On 4/30/24 9:18 AM, Dan Geist wrote:
Thanks Vicky.

Facebook's dhcplb is an option, but it also solves problems that we don't have (imbalance of DHCP messaging and need for staged deployments). It also requires more infra (either physical or virtual) and a slightly greater network complexity which differs from what we already support in other services. I'm trying to stick with the "just because you have a hammer, you should still try to use a screwdriver on screws" philosophy :)

I suppose the WAY in which the traffic is balanced is ultimately a wash, though. Either way, we'd need Kea instances in a horizontal N-number farm with mostly-identical behaviors (regardless of if they listen for the virtual IP or if it's housed one hop upstream). Ideally, having as little state as possible (or as little state that DIFFERS between hosts) is an important aspect.

Performance tuning, strategy for maintaining the database backend (monolithic vs multiple replicating instances) and so forth will be important, but is there anything inherent about Kea itself that will break this conceptually (unique metadata payload in messaging that will break on DHCP refresh to a different node or something along those lines)?

Thanks
Dan

----- On Apr 30, 2024, at 8:39 AM, Victoria Risk <[email protected]> wrote:



        On Apr 29, 2024, at 6:16 PM, Dan Geist <[email protected]> wrote:

        Hi. I have an environment where many of the network services
        (DNS, NTP, ToD, etc.) provide scaling, fault tolerance, and
        load sharing via ECMP (in front of the service) and BGP. Each
        (of the 2 or more) service node(s) monitors the status of that
        service and announces/pulls BGP announcements from the
        upstream router pair. This works really well for protocols
        with simple request/response transactions.

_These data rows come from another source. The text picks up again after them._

//! Scan command implementation
//!
//! This module implements the `scan` command: run detection and conflict
//! resolution over the inputs without rewriting anything, and print a
//! report of what would be redacted.

use crate::config::load_config_or_default;
use crate::extract::extract_text;
use crate::redaction::{PiiType, RedactionEngine, ScanReport};
use clap::Args;
use std::path::PathBuf;
use std::time::Instant;

/// Arguments for the scan command
#[derive(Args, Debug)]
pub struct ScanArgs {
    /// Input files to scan
    #[arg(required_unless_present = "text")]
    pub inputs: Vec<PathBuf>,

    /// Scan a literal string instead of files
    #[arg(long, conflicts_with = "inputs")]
    pub text: Option<String>,

    /// Override enabled PII types (comma-separated: email,phone,name,address)
    #[arg(long)]
    pub types: Option<String>,

    /// Print the report as JSON instead of the console format
    #[arg(long)]
    pub json: bool,

    /// Write the JSON report to a file
    #[arg(short, long)]
    pub output: Option<PathBuf>,
}

impl ScanArgs {
    /// Execute the scan command
    pub async fn execute(&self, config_path: &str) -> anyhow::Result<i32> {
        tracing::info!("Starting scan command");

        let mut config = load_config_or_default(config_path)?;

        if let Some(ref types) = self.types {
            let parsed: Result<Vec<PiiType>, String> =
                types.split(',').map(|s| s.trim().parse()).collect();
            match parsed {
                Ok(parsed) => config.redaction.enabled_types = parsed,
                Err(e) => {
                    eprintln!("Error: {e}");
                    return Ok(2);
                }
            }
        }

        let engine = match RedactionEngine::with_region(
            config.redaction.to_options(),
            config.redaction.phone_region,
        ) {
            Ok(engine) => engine,
            Err(e) => {
                eprintln!("Error: {e}");
                return Ok(2);
            }
        };

        let mut report = ScanReport::new();

        if let Some(ref text) = self.text {
            let start = Instant::now();
            match engine.scan(text) {
                Ok(matches) => {
                    report.add_document("<inline>", &matches, start.elapsed().as_millis() as u64);
                }
                Err(e) => report.add_warning(format!("<inline>: {e}")),
            }
        }

        for input in &self.inputs {
            let start = Instant::now();
            let matches = extract_text(input).and_then(|text| engine.scan(&text));

            match matches {
                Ok(matches) => {
                    report.add_document(
                        &input.display().to_string(),
                        &matches,
                        start.elapsed().as_millis() as u64,
                    );
                }
                Err(e) => {
                    tracing::error!(input = %input.display(), error = %e, "Scan failed");
                    report.add_warning(format!("{}: {}", input.display(), e));
                }
            }
        }

        if self.json {
            println!("{}", report.format_json()?);
        } else {
            print!("{}", report.format_console());
        }

        if let Some(ref output) = self.output {
            report.write_to_file(output)?;
            println!("Report written to {}", output.display());
        }

        if report.warnings.is_empty() {
            Ok(0)
        } else {
            Ok(1) // Partial failure exit code
        }
    }
}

        I'd like to try doing this same thing with Kea dhcpv(4|6). In
        that setup, the same "virtual service IP" would be configured
        on each of several Kea nodes (in addition to the real link
        IPs) and they would announce these to the next hop (as above).
        My thinking is that if there is a common configuration and
        lease backend to these multiple nodes, then this can be a way
        to provide HA services (and scaling) to a very large number of
        devices. My only concern is how the multi-step transaction
        will be handled.

        Before I spend the time to mock this up, has anyone else tried
        ECMP load distribution with DHCP, specifically on Kea, and are
        there any "gotchas" to be aware of?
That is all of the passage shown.